■ Problem description ■
Reproduce word for word the lines between those holding "fn level_label(level: &Level)" and "let meta = event.metadata();", inclusive, and nothing else from the data below.

■ Task input ■

....

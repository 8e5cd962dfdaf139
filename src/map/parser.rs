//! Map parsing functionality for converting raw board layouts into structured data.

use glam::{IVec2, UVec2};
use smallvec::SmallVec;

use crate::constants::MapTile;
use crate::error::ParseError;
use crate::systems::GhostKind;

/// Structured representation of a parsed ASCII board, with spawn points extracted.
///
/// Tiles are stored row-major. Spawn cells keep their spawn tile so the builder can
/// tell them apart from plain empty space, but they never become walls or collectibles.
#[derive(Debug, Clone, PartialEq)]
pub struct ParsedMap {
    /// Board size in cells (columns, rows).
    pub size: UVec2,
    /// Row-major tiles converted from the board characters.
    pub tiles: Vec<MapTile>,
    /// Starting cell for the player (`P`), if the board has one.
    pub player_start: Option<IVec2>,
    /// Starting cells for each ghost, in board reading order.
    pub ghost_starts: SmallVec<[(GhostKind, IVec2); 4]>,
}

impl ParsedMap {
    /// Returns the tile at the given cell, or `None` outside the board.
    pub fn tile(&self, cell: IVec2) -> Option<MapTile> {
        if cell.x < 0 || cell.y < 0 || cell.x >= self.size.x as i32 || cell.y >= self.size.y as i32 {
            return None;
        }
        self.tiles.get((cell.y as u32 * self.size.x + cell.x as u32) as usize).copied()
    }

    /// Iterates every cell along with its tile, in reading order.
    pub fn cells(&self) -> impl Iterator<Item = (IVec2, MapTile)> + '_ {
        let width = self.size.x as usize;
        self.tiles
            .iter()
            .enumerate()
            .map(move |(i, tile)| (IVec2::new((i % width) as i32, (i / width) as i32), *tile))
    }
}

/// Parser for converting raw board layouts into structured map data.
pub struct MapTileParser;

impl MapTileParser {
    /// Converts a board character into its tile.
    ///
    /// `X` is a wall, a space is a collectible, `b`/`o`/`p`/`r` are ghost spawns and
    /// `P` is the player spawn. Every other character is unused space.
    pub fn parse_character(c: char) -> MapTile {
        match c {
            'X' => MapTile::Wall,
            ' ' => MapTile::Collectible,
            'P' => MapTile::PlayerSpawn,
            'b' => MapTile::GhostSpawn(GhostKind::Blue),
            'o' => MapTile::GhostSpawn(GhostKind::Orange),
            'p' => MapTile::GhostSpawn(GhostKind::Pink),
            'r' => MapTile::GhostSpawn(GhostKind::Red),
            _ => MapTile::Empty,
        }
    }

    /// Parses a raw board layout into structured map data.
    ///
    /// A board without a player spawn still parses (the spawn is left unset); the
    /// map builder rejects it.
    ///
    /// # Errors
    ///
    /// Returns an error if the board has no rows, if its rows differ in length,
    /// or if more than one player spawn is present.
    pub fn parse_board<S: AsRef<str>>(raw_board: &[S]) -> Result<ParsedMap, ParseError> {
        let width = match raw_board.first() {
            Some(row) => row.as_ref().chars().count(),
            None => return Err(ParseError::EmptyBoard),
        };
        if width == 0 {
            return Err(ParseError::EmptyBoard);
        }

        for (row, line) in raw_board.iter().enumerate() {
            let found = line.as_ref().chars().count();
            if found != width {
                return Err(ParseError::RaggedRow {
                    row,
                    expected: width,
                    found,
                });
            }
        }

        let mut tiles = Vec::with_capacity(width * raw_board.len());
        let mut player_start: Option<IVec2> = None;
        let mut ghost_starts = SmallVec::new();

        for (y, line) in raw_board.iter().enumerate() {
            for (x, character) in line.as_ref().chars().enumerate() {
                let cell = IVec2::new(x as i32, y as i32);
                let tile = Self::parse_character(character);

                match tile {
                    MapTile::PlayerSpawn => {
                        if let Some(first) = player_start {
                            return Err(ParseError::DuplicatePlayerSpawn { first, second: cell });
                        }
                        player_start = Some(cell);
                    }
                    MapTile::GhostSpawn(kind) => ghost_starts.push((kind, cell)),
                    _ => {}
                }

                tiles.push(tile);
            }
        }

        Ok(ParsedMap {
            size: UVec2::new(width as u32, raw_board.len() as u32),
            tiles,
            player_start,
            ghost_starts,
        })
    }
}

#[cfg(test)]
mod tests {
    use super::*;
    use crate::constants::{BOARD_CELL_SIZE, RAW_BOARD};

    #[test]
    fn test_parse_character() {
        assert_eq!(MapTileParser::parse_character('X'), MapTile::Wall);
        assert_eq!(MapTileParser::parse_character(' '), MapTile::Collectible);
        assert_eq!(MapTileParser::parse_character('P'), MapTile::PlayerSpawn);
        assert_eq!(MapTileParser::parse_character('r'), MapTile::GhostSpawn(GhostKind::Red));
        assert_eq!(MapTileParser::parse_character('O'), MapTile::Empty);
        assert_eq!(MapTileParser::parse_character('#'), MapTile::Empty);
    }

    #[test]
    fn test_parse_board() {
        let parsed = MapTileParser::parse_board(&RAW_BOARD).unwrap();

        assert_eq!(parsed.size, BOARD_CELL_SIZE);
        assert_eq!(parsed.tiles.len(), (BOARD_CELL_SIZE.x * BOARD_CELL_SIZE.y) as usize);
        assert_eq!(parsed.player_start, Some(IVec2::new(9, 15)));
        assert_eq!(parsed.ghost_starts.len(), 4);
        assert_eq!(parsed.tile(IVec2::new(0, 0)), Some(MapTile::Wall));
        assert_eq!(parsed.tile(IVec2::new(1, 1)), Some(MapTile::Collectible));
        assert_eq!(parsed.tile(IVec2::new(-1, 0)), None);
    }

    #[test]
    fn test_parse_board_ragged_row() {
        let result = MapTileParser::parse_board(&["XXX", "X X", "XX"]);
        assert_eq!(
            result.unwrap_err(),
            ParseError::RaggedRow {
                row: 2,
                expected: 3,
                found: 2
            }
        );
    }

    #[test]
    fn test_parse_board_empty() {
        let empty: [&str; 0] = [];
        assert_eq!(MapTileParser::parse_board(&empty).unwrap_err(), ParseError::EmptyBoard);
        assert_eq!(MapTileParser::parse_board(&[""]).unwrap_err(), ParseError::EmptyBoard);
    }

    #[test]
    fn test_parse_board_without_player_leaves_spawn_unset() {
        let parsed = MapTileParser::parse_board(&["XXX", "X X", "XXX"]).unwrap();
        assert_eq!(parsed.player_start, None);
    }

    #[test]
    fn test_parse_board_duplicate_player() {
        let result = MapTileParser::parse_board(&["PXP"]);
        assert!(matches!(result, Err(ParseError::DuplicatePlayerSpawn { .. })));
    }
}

....

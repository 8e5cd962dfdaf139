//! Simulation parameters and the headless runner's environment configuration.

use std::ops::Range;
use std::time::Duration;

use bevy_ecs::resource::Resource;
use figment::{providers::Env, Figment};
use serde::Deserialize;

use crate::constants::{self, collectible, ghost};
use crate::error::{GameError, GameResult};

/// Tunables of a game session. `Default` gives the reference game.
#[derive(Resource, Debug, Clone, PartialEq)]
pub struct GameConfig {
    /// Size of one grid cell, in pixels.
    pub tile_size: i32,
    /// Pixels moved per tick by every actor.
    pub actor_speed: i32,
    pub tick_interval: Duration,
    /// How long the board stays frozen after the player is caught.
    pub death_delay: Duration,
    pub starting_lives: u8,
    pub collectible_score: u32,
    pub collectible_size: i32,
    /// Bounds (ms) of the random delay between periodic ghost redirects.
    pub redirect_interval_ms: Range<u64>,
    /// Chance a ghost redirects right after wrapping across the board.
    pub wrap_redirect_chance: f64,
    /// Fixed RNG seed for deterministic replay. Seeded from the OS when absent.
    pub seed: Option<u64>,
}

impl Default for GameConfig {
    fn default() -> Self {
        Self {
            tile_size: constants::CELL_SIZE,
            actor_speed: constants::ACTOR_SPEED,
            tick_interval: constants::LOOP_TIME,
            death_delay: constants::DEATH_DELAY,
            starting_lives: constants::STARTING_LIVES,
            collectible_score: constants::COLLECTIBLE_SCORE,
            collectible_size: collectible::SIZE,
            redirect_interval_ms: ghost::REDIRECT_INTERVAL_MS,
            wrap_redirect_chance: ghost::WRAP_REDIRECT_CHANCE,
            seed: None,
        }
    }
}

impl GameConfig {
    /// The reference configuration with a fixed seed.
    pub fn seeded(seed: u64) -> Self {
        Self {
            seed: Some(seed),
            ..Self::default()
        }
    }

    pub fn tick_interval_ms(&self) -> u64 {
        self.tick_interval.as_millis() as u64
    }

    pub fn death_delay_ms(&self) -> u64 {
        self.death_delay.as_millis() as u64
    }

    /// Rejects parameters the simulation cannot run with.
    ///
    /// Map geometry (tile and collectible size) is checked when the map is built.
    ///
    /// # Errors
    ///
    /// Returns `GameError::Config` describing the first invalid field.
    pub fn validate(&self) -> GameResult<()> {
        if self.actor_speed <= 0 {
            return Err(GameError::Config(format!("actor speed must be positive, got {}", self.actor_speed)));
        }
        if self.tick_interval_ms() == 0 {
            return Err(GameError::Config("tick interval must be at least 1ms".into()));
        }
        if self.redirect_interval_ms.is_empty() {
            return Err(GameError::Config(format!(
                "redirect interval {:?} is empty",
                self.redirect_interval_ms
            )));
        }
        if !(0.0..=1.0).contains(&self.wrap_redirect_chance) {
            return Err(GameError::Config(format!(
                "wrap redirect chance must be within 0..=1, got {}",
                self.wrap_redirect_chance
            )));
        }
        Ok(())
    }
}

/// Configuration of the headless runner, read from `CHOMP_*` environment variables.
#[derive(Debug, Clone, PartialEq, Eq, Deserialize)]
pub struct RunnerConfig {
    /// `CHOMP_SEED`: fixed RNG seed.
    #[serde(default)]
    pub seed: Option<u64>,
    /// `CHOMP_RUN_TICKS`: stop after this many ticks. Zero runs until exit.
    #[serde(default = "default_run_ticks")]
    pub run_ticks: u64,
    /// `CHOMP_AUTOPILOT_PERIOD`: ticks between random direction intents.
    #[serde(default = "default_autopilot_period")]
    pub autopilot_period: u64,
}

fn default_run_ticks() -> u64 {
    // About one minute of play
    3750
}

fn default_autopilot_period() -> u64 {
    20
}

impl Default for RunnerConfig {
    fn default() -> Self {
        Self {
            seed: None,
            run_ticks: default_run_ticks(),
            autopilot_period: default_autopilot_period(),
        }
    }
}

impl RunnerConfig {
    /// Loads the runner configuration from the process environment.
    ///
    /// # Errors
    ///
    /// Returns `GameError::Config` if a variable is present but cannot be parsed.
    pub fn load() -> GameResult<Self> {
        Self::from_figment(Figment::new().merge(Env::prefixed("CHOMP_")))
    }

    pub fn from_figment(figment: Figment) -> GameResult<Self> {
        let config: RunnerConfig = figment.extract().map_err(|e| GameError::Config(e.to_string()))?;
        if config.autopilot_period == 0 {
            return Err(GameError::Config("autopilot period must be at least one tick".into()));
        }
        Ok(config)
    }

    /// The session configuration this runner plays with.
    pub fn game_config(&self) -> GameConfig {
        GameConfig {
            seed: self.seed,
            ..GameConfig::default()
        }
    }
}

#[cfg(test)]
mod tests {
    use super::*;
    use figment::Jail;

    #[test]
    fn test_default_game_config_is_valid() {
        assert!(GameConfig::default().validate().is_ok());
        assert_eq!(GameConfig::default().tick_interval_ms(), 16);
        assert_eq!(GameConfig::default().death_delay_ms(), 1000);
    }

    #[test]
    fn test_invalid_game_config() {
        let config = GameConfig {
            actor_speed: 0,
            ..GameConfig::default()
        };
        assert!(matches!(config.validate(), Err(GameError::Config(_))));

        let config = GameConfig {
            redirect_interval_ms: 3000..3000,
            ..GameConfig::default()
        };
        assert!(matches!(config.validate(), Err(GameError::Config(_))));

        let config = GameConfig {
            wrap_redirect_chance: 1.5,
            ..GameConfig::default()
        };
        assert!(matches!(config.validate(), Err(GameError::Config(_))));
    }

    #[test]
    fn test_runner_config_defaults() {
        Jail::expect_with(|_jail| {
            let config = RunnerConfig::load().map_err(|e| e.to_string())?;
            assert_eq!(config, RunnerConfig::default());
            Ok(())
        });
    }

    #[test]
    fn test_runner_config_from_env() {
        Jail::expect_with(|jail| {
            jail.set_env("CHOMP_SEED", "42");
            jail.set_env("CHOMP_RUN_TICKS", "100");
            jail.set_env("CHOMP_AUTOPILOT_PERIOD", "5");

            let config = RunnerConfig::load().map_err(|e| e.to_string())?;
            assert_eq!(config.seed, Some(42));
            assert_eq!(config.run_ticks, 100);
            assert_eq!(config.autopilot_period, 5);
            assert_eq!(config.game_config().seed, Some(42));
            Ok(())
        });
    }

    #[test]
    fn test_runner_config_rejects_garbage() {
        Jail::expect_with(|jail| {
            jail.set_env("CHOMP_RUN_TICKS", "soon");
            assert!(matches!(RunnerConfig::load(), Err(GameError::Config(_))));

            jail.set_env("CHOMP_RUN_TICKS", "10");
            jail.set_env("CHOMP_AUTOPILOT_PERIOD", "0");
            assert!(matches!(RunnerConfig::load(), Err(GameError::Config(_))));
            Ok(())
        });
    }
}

....

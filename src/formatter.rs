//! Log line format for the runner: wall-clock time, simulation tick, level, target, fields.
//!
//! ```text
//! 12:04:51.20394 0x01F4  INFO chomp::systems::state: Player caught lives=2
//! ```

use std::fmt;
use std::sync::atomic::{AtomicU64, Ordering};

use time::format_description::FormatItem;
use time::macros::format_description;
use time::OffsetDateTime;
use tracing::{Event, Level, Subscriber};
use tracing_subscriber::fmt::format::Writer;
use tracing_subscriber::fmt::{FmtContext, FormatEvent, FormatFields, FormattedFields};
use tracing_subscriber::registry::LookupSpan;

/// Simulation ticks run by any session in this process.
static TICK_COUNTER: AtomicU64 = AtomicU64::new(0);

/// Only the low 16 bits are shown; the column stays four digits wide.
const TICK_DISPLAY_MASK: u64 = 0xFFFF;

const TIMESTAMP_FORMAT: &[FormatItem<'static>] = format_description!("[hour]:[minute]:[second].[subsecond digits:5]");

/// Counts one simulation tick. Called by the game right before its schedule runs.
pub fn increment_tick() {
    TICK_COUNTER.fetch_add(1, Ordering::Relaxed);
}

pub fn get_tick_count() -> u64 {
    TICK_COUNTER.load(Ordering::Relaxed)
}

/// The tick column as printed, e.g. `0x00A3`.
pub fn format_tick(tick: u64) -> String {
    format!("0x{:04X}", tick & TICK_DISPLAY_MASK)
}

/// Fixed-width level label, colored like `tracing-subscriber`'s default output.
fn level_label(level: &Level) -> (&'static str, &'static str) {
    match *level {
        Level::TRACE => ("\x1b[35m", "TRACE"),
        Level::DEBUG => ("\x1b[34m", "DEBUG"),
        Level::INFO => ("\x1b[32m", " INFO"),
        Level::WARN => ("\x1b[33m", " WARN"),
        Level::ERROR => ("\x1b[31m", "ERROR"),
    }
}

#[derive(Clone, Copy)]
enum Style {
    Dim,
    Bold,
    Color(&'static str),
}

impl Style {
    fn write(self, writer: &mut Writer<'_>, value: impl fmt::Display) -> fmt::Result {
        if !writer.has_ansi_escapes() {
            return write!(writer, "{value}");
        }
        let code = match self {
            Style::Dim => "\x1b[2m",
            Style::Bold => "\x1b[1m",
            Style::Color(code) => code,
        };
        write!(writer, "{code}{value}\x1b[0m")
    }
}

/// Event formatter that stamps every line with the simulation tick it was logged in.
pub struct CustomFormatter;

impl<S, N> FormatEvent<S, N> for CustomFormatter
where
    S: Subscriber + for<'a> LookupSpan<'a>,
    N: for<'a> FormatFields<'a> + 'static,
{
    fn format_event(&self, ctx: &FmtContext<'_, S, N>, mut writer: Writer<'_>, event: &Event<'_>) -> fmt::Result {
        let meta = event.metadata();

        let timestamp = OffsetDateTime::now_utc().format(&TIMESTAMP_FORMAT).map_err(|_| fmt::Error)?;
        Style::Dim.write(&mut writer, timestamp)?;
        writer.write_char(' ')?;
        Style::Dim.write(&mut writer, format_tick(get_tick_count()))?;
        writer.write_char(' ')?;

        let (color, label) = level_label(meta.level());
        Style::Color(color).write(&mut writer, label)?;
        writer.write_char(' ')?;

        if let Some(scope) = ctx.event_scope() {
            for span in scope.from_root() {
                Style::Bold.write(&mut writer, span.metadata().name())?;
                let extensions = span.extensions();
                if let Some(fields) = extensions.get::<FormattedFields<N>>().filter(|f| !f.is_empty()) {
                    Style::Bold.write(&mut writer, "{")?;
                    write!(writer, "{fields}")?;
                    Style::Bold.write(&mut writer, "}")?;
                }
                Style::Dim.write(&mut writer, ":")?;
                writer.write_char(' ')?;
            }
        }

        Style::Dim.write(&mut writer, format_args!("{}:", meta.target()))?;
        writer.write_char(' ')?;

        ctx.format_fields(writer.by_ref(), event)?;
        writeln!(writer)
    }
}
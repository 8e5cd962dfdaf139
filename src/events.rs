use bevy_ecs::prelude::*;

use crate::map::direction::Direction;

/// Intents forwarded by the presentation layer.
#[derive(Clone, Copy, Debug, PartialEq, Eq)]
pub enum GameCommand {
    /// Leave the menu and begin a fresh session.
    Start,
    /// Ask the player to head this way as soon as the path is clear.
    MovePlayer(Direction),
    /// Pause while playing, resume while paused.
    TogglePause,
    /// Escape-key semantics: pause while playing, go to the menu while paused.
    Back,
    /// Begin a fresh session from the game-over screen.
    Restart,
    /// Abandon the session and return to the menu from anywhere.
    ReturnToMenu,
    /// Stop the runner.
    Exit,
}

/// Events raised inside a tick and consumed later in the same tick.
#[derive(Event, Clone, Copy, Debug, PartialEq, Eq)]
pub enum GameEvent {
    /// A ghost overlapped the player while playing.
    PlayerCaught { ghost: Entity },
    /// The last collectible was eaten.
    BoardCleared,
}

....

■ Written solution ■
fn level_label(level: &Level) -> (&'static str, &'static str) {
    match *level {
        Level::TRACE => ("\x1b[35m", "TRACE"),
        Level::DEBUG => ("\x1b[34m", "DEBUG"),
        Level::INFO => ("\x1b[32m", " INFO"),
        Level::WARN => ("\x1b[33m", " WARN"),
        Level::ERROR => ("\x1b[31m", "ERROR"),
    }
}

#[derive(Clone, Copy)]
enum Style {
    Dim,
    Bold,
    Color(&'static str),
}

impl Style {
    fn write(self, writer: &mut Writer<'_>, value: impl fmt::Display) -> fmt::Result {
        if !writer.has_ansi_escapes() {
            return write!(writer, "{value}");
        }
        let code = match self {
            Style::Dim => "\x1b[2m",
            Style::Bold => "\x1b[1m",
            Style::Color(code) => code,
        };
        write!(writer, "{code}{value}\x1b[0m")
    }
}

/// Event formatter that stamps every line with the simulation tick it was logged in.
pub struct CustomFormatter;

impl<S, N> FormatEvent<S, N> for CustomFormatter
where
    S: Subscriber + for<'a> LookupSpan<'a>,
    N: for<'a> FormatFields<'a> + 'static,
{
    fn format_event(&self, ctx: &FmtContext<'_, S, N>, mut writer: Writer<'_>, event: &Event<'_>) -> fmt::Result {
        let meta = event.metadata();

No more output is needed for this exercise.